(Data shown begins)

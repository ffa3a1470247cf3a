//! `RemoteTranscriber` — hands utterances to an external transcription
//! service over HTTP.
//!
//! The service is a faster-whisper-style process on the local machine: it
//! receives a WAV file path plus a beam-search width and returns timestamped
//! segments. The utterance is written to a temporary WAV, the path is
//! POSTed as JSON, and the file is removed once the response arrives —
//! success or not.

use std::path::PathBuf;
use std::sync::atomic::{AtomicU64, Ordering};
use std::time::Duration;

use serde::{Deserialize, Serialize};
use tracing::{debug, warn};

use crate::audio::wav;
use crate::buffering::utterance::Utterance;
use crate::error::{HarkError, Result};
use crate::transcribe::{Transcriber, TranscriptSegment, Transcription};

/// Configuration for the remote backend.
#[derive(Debug, Clone)]
pub struct RemoteTranscriberConfig {
    /// Full URL of the transcription endpoint.
    pub endpoint_url: String,
    /// Per-request timeout. Transcription of a long utterance on CPU can
    /// take tens of seconds.
    pub timeout: Duration,
}

impl Default for RemoteTranscriberConfig {
    fn default() -> Self {
        Self {
            endpoint_url: "http://127.0.0.1:5000/api/transcribe".into(),
            timeout: Duration::from_secs(60),
        }
    }
}

#[derive(Serialize)]
#[serde(rename_all = "camelCase")]
struct TranscribeRequest<'a> {
    file_path: &'a str,
    beam_size: u32,
}

#[derive(Deserialize)]
struct WireSegment {
    start: f32,
    end: f32,
    text: String,
}

#[derive(Deserialize)]
struct TranscribeResponse {
    #[serde(default)]
    language: Option<String>,
    #[serde(default)]
    segments: Vec<WireSegment>,
}

/// HTTP client backend for an external transcription service.
pub struct RemoteTranscriber {
    config: RemoteTranscriberConfig,
    client: reqwest::blocking::Client,
}

impl RemoteTranscriber {
    /// Build the backend and its HTTP client.
    ///
    /// # Errors
    /// Returns `HarkError::Transcription` if the client cannot be built.
    pub fn new(config: RemoteTranscriberConfig) -> Result<Self> {
        let client = reqwest::blocking::Client::builder()
            .timeout(config.timeout)
            .build()
            .map_err(|e| HarkError::Transcription(format!("client build failed: {e}")))?;
        Ok(Self { config, client })
    }

    fn temp_wav_path() -> PathBuf {
        static COUNTER: AtomicU64 = AtomicU64::new(0);
        let n = COUNTER.fetch_add(1, Ordering::Relaxed);
        std::env::temp_dir().join(format!("hark-utterance-{}-{}.wav", std::process::id(), n))
    }
}

impl Transcriber for RemoteTranscriber {
    fn warm_up(&mut self) -> Result<()> {
        // The model lives in another process; there is nothing to load
        // here. Startup reachability problems surface on the first request.
        debug!(endpoint = %self.config.endpoint_url, "remote transcriber configured");
        Ok(())
    }

    fn transcribe(&mut self, utterance: &Utterance, beam_size: u32) -> Result<Transcription> {
        let wav_path = Self::temp_wav_path();
        wav::write_utterance(&wav_path, utterance)?;

        let request = TranscribeRequest {
            file_path: wav_path.to_str().ok_or_else(|| {
                HarkError::Transcription("temp path is not valid UTF-8".into())
            })?,
            beam_size,
        };

        let outcome = self
            .client
            .post(&self.config.endpoint_url)
            .json(&request)
            .send();

        if let Err(e) = std::fs::remove_file(&wav_path) {
            warn!(path = ?wav_path, error = %e, "failed to remove temp wav");
        }

        let response =
            outcome.map_err(|e| HarkError::Transcription(format!("request failed: {e}")))?;

        if !response.status().is_success() {
            return Err(HarkError::Transcription(format!(
                "service returned status {}",
                response.status()
            )));
        }

        let payload: TranscribeResponse = response
            .json()
            .map_err(|e| HarkError::Transcription(format!("malformed response: {e}")))?;

        let segments = payload
            .segments
            .into_iter()
            .map(|s| TranscriptSegment {
                start_secs: s.start,
                end_secs: s.end,
                text: s.text,
            })
            .collect();

        Ok(Transcription {
            segments,
            language: payload.language,
        })
    }
}
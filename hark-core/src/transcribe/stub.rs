//! `StubTranscriber` — placeholder backend that echoes metadata without a
//! real model.
//!
//! Lets the full capture + transport pipeline run end-to-end on machines
//! with no transcription service installed.

use crate::buffering::utterance::Utterance;
use crate::error::Result;
use crate::transcribe::{Transcriber, TranscriptSegment, Transcription};
use tracing::debug;

/// Echo-style stub backend.
///
/// Emits one segment spanning the whole utterance:
/// `"[stub: <D>s @ <SR> Hz]"`. Empty utterances produce no segments.
pub struct StubTranscriber {
    call_count: u32,
}

impl StubTranscriber {
    pub fn new() -> Self {
        Self { call_count: 0 }
    }
}

impl Default for StubTranscriber {
    fn default() -> Self {
        Self::new()
    }
}

impl Transcriber for StubTranscriber {
    fn warm_up(&mut self) -> Result<()> {
        debug!("StubTranscriber::warm_up — no-op");
        Ok(())
    }

    fn transcribe(&mut self, utterance: &Utterance, _beam_size: u32) -> Result<Transcription> {
        if utterance.is_empty() {
            return Ok(Transcription {
                segments: vec![],
                language: None,
            });
        }

        self.call_count += 1;
        let duration = utterance.duration_secs() as f32;

        Ok(Transcription {
            segments: vec![TranscriptSegment {
                start_secs: 0.0,
                end_secs: duration,
                text: format!(
                    "[stub: {:.2}s @ {} Hz]",
                    duration, utterance.sample_rate
                ),
            }],
            language: None,
        })
    }
}

#[cfg(test)]
mod tests {
    use super::*;

    #[test]
    fn emits_one_segment_covering_the_utterance() {
        let mut stub = StubTranscriber::new();
        let utterance = Utterance {
            samples: vec![0; 16_000],
            sample_rate: 16_000,
        };
        let result = stub.transcribe(&utterance, 5).unwrap();
        assert_eq!(result.segments.len(), 1);
        assert!((result.segments[0].end_secs - 1.0).abs() < 1e-6);
        assert!(result.segments[0].text.starts_with("[stub:"));
    }

    #[test]
    fn empty_utterance_produces_no_segments() {
        let mut stub = StubTranscriber::new();
        let utterance = Utterance {
            samples: vec![],
            sample_rate: 16_000,
        };
        let result = stub.transcribe(&utterance, 5).unwrap();
        assert!(result.segments.is_empty());
        assert_eq!(result.text(), "");
    }
}
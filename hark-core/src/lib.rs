//! # hark-core
//!
//! Reusable speech capture + endpointing SDK.
//!
//! ## Architecture
//!
//! ```text
//! Microphone → MicSource (cpal → SPSC ring → resample → i16 chunks)
//!                   │  blocking next_chunk()
//!             EndpointDetector (amplitude VAD + silence timeout)
//!                   │  one bounded Utterance
//!             Transcriber::transcribe (external model)
//!                   │
//!             Transcription { segments, language }
//! ```
//!
//! The audio callback is zero-alloc. All heap work happens on the capture
//! loop thread. Capture and transcription are strictly sequential — the
//! model only ever sees a finalised utterance.

#![forbid(unsafe_code)]
#![warn(clippy::all)]

pub mod audio;
pub mod buffering;
pub mod endpoint;
pub mod error;
pub mod transcribe;
pub mod vad;

// Convenience re-exports for downstream crates
pub use audio::{ChunkSource, MicSource};
pub use buffering::{chunk::AudioChunk, utterance::Utterance};
pub use endpoint::{capture_utterance, DetectorState, EndpointConfig, EndpointDetector};
pub use error::HarkError;
pub use transcribe::{Transcriber, TranscriberHandle, TranscriptSegment, Transcription};

#[cfg(feature = "remote")]
pub use transcribe::{RemoteTranscriber, RemoteTranscriberConfig};
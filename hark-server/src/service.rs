//! The capture → transcription pipeline behind both transports.

use std::path::Path;

use hark_core::audio::wav;
use hark_core::error::Result;
use hark_core::{
    capture_utterance, EndpointConfig, MicSource, Transcriber, TranscriberHandle, Transcription,
};
use parking_lot::Mutex;
use tracing::{debug, info};

/// One shared speech-to-text service instance.
///
/// `SttService` is `Send + Sync`; transports hold it in an `Arc` and call
/// the blocking methods from `spawn_blocking`.
pub struct SttService {
    detector_config: EndpointConfig,
    transcriber: TranscriberHandle,
    beam_size: u32,
    preferred_device: Option<String>,
    /// The microphone is an exclusively-owned resource — concurrent
    /// transcribe requests serialise here for the capture phase.
    capture_gate: Mutex<()>,
}

impl SttService {
    pub fn new(
        detector_config: EndpointConfig,
        transcriber: TranscriberHandle,
        beam_size: u32,
        preferred_device: Option<String>,
    ) -> Self {
        Self {
            detector_config,
            transcriber,
            beam_size,
            preferred_device,
            capture_gate: Mutex::new(()),
        }
    }

    /// Warm up the transcription backend. Call once at startup.
    pub fn warm_up(&self) -> Result<()> {
        self.transcriber.0.lock().warm_up()
    }

    /// Record one utterance from the microphone and transcribe it.
    ///
    /// Blocking: capture holds the calling thread for the utterance
    /// duration plus the silence timeout, then transcription runs to
    /// completion. Capture and transcription are strictly sequential.
    ///
    /// # Errors
    /// Capture failures and transcription failures are surfaced unchanged;
    /// on transcription failure the captured audio is discarded, the caller
    /// must re-issue the request.
    pub fn transcribe_live(&self) -> Result<Transcription> {
        let utterance = {
            let _mic = self.capture_gate.lock();
            let mut source = MicSource::open_with_preference(
                &self.detector_config,
                self.preferred_device.as_deref(),
            )?;
            capture_utterance(&mut source, &self.detector_config)?
            // Source drops here, releasing the device before inference.
        };

        debug!(
            samples = utterance.samples.len(),
            "capture complete — transcribing"
        );
        let transcription = self
            .transcriber
            .0
            .lock()
            .transcribe(&utterance, self.beam_size)?;
        info!(
            segments = transcription.segments.len(),
            "transcription complete"
        );
        Ok(transcription)
    }

    /// Transcribe an existing WAV file, bypassing capture.
    pub fn transcribe_file(&self, path: &Path) -> Result<Transcription> {
        let utterance = wav::read_utterance(path)?;
        debug!(
            path = ?path,
            samples = utterance.samples.len(),
            "transcribing file"
        );
        self.transcriber
            .0
            .lock()
            .transcribe(&utterance, self.beam_size)
    }
}
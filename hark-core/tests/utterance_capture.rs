use hark_core::transcribe::stub::StubTranscriber;
use hark_core::{
    capture_utterance, AudioChunk, ChunkSource, EndpointConfig, HarkError, Transcriber,
    TranscriberHandle,
};

const RATE: u32 = 16_000;
const CHUNK_SAMPLES: usize = 1_600; // 0.1 s

/// Replays a fixed script of chunk volumes, then fails like a dead device.
struct ScriptedSource {
    volumes: Vec<i16>,
    idx: usize,
}

impl ScriptedSource {
    fn new(volumes: &[i16]) -> Self {
        Self {
            volumes: volumes.to_vec(),
            idx: 0,
        }
    }
}

impl ChunkSource for ScriptedSource {
    fn next_chunk(&mut self) -> hark_core::error::Result<AudioChunk> {
        let Some(&volume) = self.volumes.get(self.idx) else {
            return Err(HarkError::CaptureStopped);
        };
        self.idx += 1;
        Ok(AudioChunk::new(vec![volume; CHUNK_SAMPLES], RATE))
    }
}

fn config() -> EndpointConfig {
    EndpointConfig {
        sample_rate: RATE,
        chunk_duration_secs: 0.1,
        amplitude_threshold: 500.0,
        silence_timeout_secs: 0.5,
        max_utterance_secs: None,
    }
}

#[test]
fn captures_scripted_utterance_end_to_end() {
    let volumes = [50, 50, 600, 50, 50, 50, 50, 50, 50, 50, 50];
    let mut source = ScriptedSource::new(&volumes);

    let utterance = capture_utterance(&mut source, &config()).expect("capture should succeed");

    // Capture starts at the 600 chunk and stops after 0.5 s of silence:
    // six chunks total, and the script is not fully drained.
    assert_eq!(utterance.samples.len(), 6 * CHUNK_SAMPLES);
    assert_eq!(source.idx, 8);
}

#[test]
fn capture_failure_propagates_unchanged() {
    // Source dies while the detector is still waiting for speech.
    let mut source = ScriptedSource::new(&[50, 50, 50]);
    let err = capture_utterance(&mut source, &config()).unwrap_err();
    assert!(matches!(err, HarkError::CaptureStopped));
}

#[test]
fn capture_failure_mid_utterance_discards_audio() {
    // Device dies after speech started but before the timeout fires.
    let mut source = ScriptedSource::new(&[600, 600, 50]);
    let err = capture_utterance(&mut source, &config()).unwrap_err();
    assert!(matches!(err, HarkError::CaptureStopped));
}

#[test]
fn invalid_config_is_rejected_before_capture() {
    let mut source = ScriptedSource::new(&[600]);
    let mut cfg = config();
    cfg.chunk_duration_secs = 0.0;
    let err = capture_utterance(&mut source, &cfg).unwrap_err();
    assert!(matches!(err, HarkError::InvalidConfig(_)));
    assert_eq!(source.idx, 0, "no chunk should have been pulled");
}

#[test]
fn deadline_bounds_all_silent_capture() {
    let mut cfg = config();
    cfg.max_utterance_secs = Some(0.95);
    let mut source = ScriptedSource::new(&[50; 100]);
    let utterance = capture_utterance(&mut source, &cfg).expect("deadline should end capture");
    assert!(utterance.is_empty());
    assert_eq!(source.idx, 10);
}

#[test]
fn captured_utterance_flows_into_transcription() {
    let volumes = [600, 700, 50, 50, 50, 50, 50];
    let mut source = ScriptedSource::new(&volumes);
    let utterance = capture_utterance(&mut source, &config()).unwrap();

    let handle = TranscriberHandle::new(StubTranscriber::new());
    let transcription = handle.0.lock().transcribe(&utterance, 5).unwrap();

    assert_eq!(transcription.segments.len(), 1);
    // Two voiced chunks + five silent timeout chunks = 0.7 s.
    assert!((transcription.segments[0].end_secs - 0.7).abs() < 1e-3);
    assert!(transcription.text().starts_with("[stub:"));
}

(Data shown ends)

Aim of the exercise:
Pull out all lines containing the word "strictly" from the entries above.

Exercise result:
//! loop thread. Capture and transcription are strictly sequential — the
    /// completion. Capture and transcription are strictly sequential.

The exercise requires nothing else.